Whenever I am asked about the topic of my research, I tend to give a sigh (for a multitude of reasons) and then explain that I am studying women’s experiences of feticide from a critical health psychology perspective. Following the blank look on their face I tend to go on to explain the following:
A number of congenital abnormalities are only detectable at advanced stages of gestation. In South Africa the late detection of abnormalities is increased by a lack of access to antenatal healthcare and delayed bookings at antenatal clinics. Foetal abnormality rates may also be increased due to greater instances of intrauterine infections, exposure to teratogens and maternal malnutrition in developing countries such as ours.
Late termination of pregnancy is legislated in South Africa by The Choice on Termination of Pregnancy Act (Act No.92 of 1996): if late termination is due to the presence of foetal abnormalities, it is legal at any gestational age. In South Africa the foetus has no legal status as a human and it is only following live birth that such status is conferred. Consequently, a complicating factor in late termination of pregnancy is the possibility that the foetus would survive the birth, and this is regarded as a ‘wrongful birth’. In order to avoid this medical and ethical dilemma from arising, the Royal College of Obstetricians and Gynaecologists advise a procedure called ‘feticide’ for all terminations of pregnancy later than 21 weeks and six days of gestation (earliest point of foetal viability). ‘Feticide’ is the process of causing fetal demise prior to birth by injecting potassium chloride into the foetal heart, causing cardiac arrest, or an intra-umbilical injection of potassium chloride or lignocaine in order to induce cardiac failure. Following this procedure, labour is induced and the foetus is stillborn.

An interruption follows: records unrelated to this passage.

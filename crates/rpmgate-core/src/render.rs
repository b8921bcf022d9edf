//! Configuration document renderer.
//!
//! Turns a [`RenderContext`] into the concrete documents the rest of the
//! system consumes: mock build-root configs, cloud-init seed files, the guest
//! preparation script and yum repository files. Rendering is a pure
//! transformation; nothing here touches the filesystem.
//!
//! User-supplied templates use `{{ var }}` placeholders. Unknown variables
//! and unterminated placeholders are configuration errors, never left in the
//! output verbatim.

use std::collections::BTreeMap;
use std::fmt::Write as _;

use serde::{Deserialize, Serialize};

use crate::config::{ProjectConfig, RepoConfig};
use crate::domain::{Arch, Classify, ErrorClass};
use crate::vm::{FsTransport, SharedMount};

/// Errors produced while rendering.
#[derive(Debug, thiserror::Error)]
pub enum RenderError {
    #[error("unknown template variable `{name}` at offset {offset}")]
    UnknownVariable { name: String, offset: usize },

    #[error("unterminated placeholder at offset {0}")]
    Unterminated(usize),

    #[error("empty placeholder at offset {0}")]
    EmptyPlaceholder(usize),
}

impl Classify for RenderError {
    fn class(&self) -> ErrorClass {
        ErrorClass::Configuration
    }
}

/// Result type for rendering.
pub type RenderResult<T> = std::result::Result<T, RenderError>;

/// Proxy settings handed to build roots and guests.
#[derive(Debug, Clone, Default, PartialEq, Eq, Serialize, Deserialize)]
pub struct ProxyConfig {
    pub proxy: Option<String>,
    pub no_proxy: Option<String>,
}

/// Everything a document needs, with architecture as an explicit field.
#[derive(Debug, Clone, Serialize, Deserialize)]
pub struct RenderContext {
    /// Build-root or guest name.
    pub name: String,
    pub arch: Arch,
    pub repos: Vec<RepoConfig>,
    pub proxy: ProxyConfig,
}

impl RenderContext {
    /// Context for `arch` drawn from a project config.
    pub fn for_project(config: &ProjectConfig, name: impl Into<String>, arch: &Arch) -> Self {
        Self {
            name: name.into(),
            arch: arch.clone(),
            repos: config.repos_for(arch),
            proxy: ProxyConfig {
                proxy: config.proxy.clone(),
                no_proxy: config.no_proxy.clone(),
            },
        }
    }

    /// Add a repository ahead of the configured ones.
    pub fn with_repo(mut self, repo: RepoConfig) -> Self {
        self.repos.insert(0, repo);
        self
    }

    /// Scalar variables available to `{{ var }}` templates.
    pub fn variables(&self) -> BTreeMap<&'static str, String> {
        let mut vars = BTreeMap::new();
        vars.insert("name", self.name.clone());
        vars.insert("arch", self.arch.to_string());
        vars.insert("proxy", self.proxy.proxy.clone().unwrap_or_default());
        vars.insert("no_proxy", self.proxy.no_proxy.clone().unwrap_or_default());
        vars.insert(
            "repos",
            self.repos
                .iter()
                .map(|r| r.name.as_str())
                .collect::<Vec<_>>()
                .join(" "),
        );
        vars
    }
}

/// Substitute `{{ var }}` placeholders in `template`.
pub fn render_template(template: &str, vars: &BTreeMap<&str, String>) -> RenderResult<String> {
    let mut out = String::with_capacity(template.len());
    let mut rest = template;
    let mut offset = 0;

    while let Some(start) = rest.find("{{") {
        out.push_str(&rest[..start]);
        let after = &rest[start + 2..];
        let end = after
            .find("}}")
            .ok_or(RenderError::Unterminated(offset + start))?;
        let name = after[..end].trim();
        if name.is_empty() {
            return Err(RenderError::EmptyPlaceholder(offset + start));
        }
        let value = vars.get(name).ok_or_else(|| RenderError::UnknownVariable {
            name: name.to_string(),
            offset: offset + start,
        })?;
        out.push_str(value);

        let consumed = start + 2 + end + 2;
        offset += consumed;
        rest = &rest[consumed..];
    }
    out.push_str(rest);
    Ok(out)
}

/// Render a user template against a context.
pub fn render_with(template: &str, ctx: &RenderContext) -> RenderResult<String> {
    render_template(template, &ctx.variables())
}

fn push_repo_section(out: &mut String, repo: &RepoConfig, baseurl: &str) {
    let _ = writeln!(out, "[{}]", repo.name);
    let _ = writeln!(out, "name={}", repo.name);
    let _ = writeln!(out, "baseurl={baseurl}");
    let _ = writeln!(out, "gpgcheck=0");
    let _ = writeln!(out, "priority={}", repo.priority);
    if repo.module_hotfixes {
        let _ = writeln!(out, "module_hotfixes=true");
    }
    if !repo.excludepkgs.is_empty() {
        let _ = writeln!(out, "excludepkgs={}", repo.excludepkgs.join(","));
    }
    if let Some(proxy) = &repo.proxy {
        let _ = writeln!(out, "proxy={proxy}");
    }
}

/// Mock build-root configuration.
///
/// Repositories use their `$basearch` form so dnf inside the root resolves
/// the target architecture itself.
pub fn mock_config(ctx: &RenderContext) -> String {
    let mut out = String::new();
    let _ = writeln!(out, "config_opts['root'] = '{}'", ctx.name);
    let _ = writeln!(out, "config_opts['target_arch'] = '{}'", ctx.arch);
    let _ = writeln!(out, "config_opts['legal_host_arches'] = ('{}',)", ctx.arch);
    let _ = writeln!(out, "config_opts['chroot_setup_cmd'] = 'install @buildsys-build'");
    let _ = writeln!(out, "config_opts['package_manager'] = 'dnf'");
    if let Some(proxy) = &ctx.proxy.proxy {
        let _ = writeln!(out, "config_opts['http_proxy'] = '{proxy}'");
    }
    if let Some(no_proxy) = &ctx.proxy.no_proxy {
        let _ = writeln!(out, "config_opts['no_proxy'] = '{no_proxy}'");
    }
    out.push_str("config_opts['dnf.conf'] = \"\"\"\n");
    out.push_str("[main]\nkeepcache=1\ndebuglevel=2\nreposdir=/dev/null\n");
    out.push_str("retries=20\nobsoletes=1\ngpgcheck=0\nassumeyes=1\n");
    out.push_str("syslog_ident=mock\nsyslog_device=\nmodule_platform_id=\n");
    if let Some(proxy) = &ctx.proxy.proxy {
        let _ = writeln!(out, "proxy={proxy}");
    }
    for repo in &ctx.repos {
        out.push('\n');
        push_repo_section(&mut out, repo, &repo.generic_url);
    }
    out.push_str("\"\"\"\n");
    out
}

/// Yum repository file listing every repository.
///
/// Local repositories point at their guest mount point, so the file is only
/// meaningful inside a guest prepared with [`prepare_script`].
pub fn yum_repo_file(repos: &[RepoConfig]) -> String {
    let mut out = String::new();
    for (i, repo) in repos.iter().enumerate() {
        if i > 0 {
            out.push('\n');
        }
        let baseurl = if repo.is_local() {
            format!("file://{}/", guest_mount_point(&repo.name))
        } else {
            repo.url.clone()
        };
        push_repo_section(&mut out, repo, &baseurl);
    }
    out
}

/// Where the share for repository `name` is mounted in the guest.
pub fn guest_mount_point(name: &str) -> String {
    format!("/rpmgate.{name}")
}

/// Mount options for a transport, as written to fstab.
pub fn mount_options(transport: FsTransport) -> &'static str {
    match transport {
        FsTransport::NineP => "trans=virtio,version=9p2000.L,msize=131096",
        FsTransport::VirtioFs => "defaults",
    }
}

/// Shell script run once in a freshly booted guest.
///
/// Adds a host entry, records fstab entries for each share, replaces the
/// guest's yum repositories with one `rpmgate.repo` and refreshes the cache.
pub fn prepare_script(ctx: &RenderContext, address: &str, mounts: &[SharedMount]) -> String {
    let mut out = String::from("set -e\n");
    let _ = writeln!(out, "echo '{address} {}' >> /etc/hosts", ctx.name);
    if let Some(proxy) = &ctx.proxy.proxy {
        let _ = writeln!(out, "echo 'proxy={proxy}' >> /etc/dnf/dnf.conf");
    }
    for mount in mounts {
        let ro = if mount.read_only { ",ro" } else { "" };
        let _ = writeln!(
            out,
            "grep -q ' {guest} ' /etc/fstab || echo '{tag} {guest} {fs} {opts}{ro} 0 0' >> /etc/fstab",
            guest = mount.guest_path,
            tag = mount.tag,
            fs = mount.transport.fs_type(),
            opts = mount_options(mount.transport),
        );
    }
    out.push_str("rm -f /etc/yum.repos.d/*.repo\n");
    out.push_str("cat > /etc/yum.repos.d/rpmgate.repo <<'RPMGATE_EOF'\n");
    out.push_str(&yum_repo_file(&ctx.repos));
    out.push_str("RPMGATE_EOF\n");
    out.push_str("if [ -x /usr/bin/dnf ]; then dnf -d1 makecache; else yum -d1 makecache fast; fi\n");
    out
}

/// cloud-init `user-data` for the nocloud seed.
///
/// The final message doubles as the console ready marker.
pub fn cloud_init_user_data(ctx: &RenderContext, ssh_pubkey: Option<&str>, ready_marker: &str) -> String {
    let mut out = String::from("#cloud-config\n");
    let _ = writeln!(out, "hostname: {}", ctx.name);
    out.push_str("disable_root: false\n");
    if let Some(key) = ssh_pubkey {
        out.push_str("users:\n  - name: root\n    ssh_authorized_keys:\n");
        let _ = writeln!(out, "      - {key}");
    }
    if ctx.proxy.proxy.is_some() || ctx.proxy.no_proxy.is_some() {
        out.push_str("write_files:\n  - path: /etc/environment\n    append: true\n    content: |\n");
        if let Some(proxy) = &ctx.proxy.proxy {
            let _ = writeln!(out, "      http_proxy={proxy}\n      https_proxy={proxy}");
        }
        if let Some(no_proxy) = &ctx.proxy.no_proxy {
            let _ = writeln!(out, "      no_proxy={no_proxy}");
        }
    }
    let _ = writeln!(out, "final_message: \"{ready_marker}\"");
    out
}

/// cloud-init `meta-data` for the nocloud seed.
pub fn cloud_init_meta_data(ctx: &RenderContext, instance_id: &str) -> String {
    format!("instance-id: {instance_id}\nlocal-hostname: {}\n", ctx.name)
}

South Africa has no guidelines or legislature on ‘feticide’, though medical consensus is that such decisions should be guided by a multi-disciplinary team. In South Africa the best interests of the pregnant woman prevail over the interests of the foetus prior to viability and she maintains the right to autonomy of choice regarding termination of pregnancy. Severe abnormalities are generally regarded as those likely to result in death or severe and irreversible deficits in cognitive development capacity - ‘incompatible with life’.
This is usually where I lose my audience entirely and tend to bear the brunt of horrified reactions. To some this is nothing short of eugenics. So who is acceptable enough to live and who is not? What conditions are truly ‘incompatible with life’ as we are so poor at predicting prognosis? Are women not better off not having to make this decision at all and instead carry all pregnancies full-term? Is it beneficial to end the pregnancy sooner rather than to witness the eventual demise of your child? These and so many more questions. So many varied reactions from sadness, to condemnation and anger.
Alas I can give no answers. I continue to interview women who have been through this procedure as well as the doctors who are involved with them. Will I have answers at the end of my thesis? I am not sure.
What I do know for sure, is that she who is furthest removed is most moral. We can never impose our decisions upon others because behind closed doors there are many more reasons for every decision than will ever be made known to others. Whether decisions are based on the lowest of Maslow’s needs, or the very highest, the pain involved in the loss and the collective and individual guilt do nothing to alleviate her suffering. However, the more we know about these procedures, the more we speak about them, the more we listen to women who have been through them; the more educated our opinions can be, the more empathy we can show and the less stigma there will be towards the women, their families and the medical staff involved.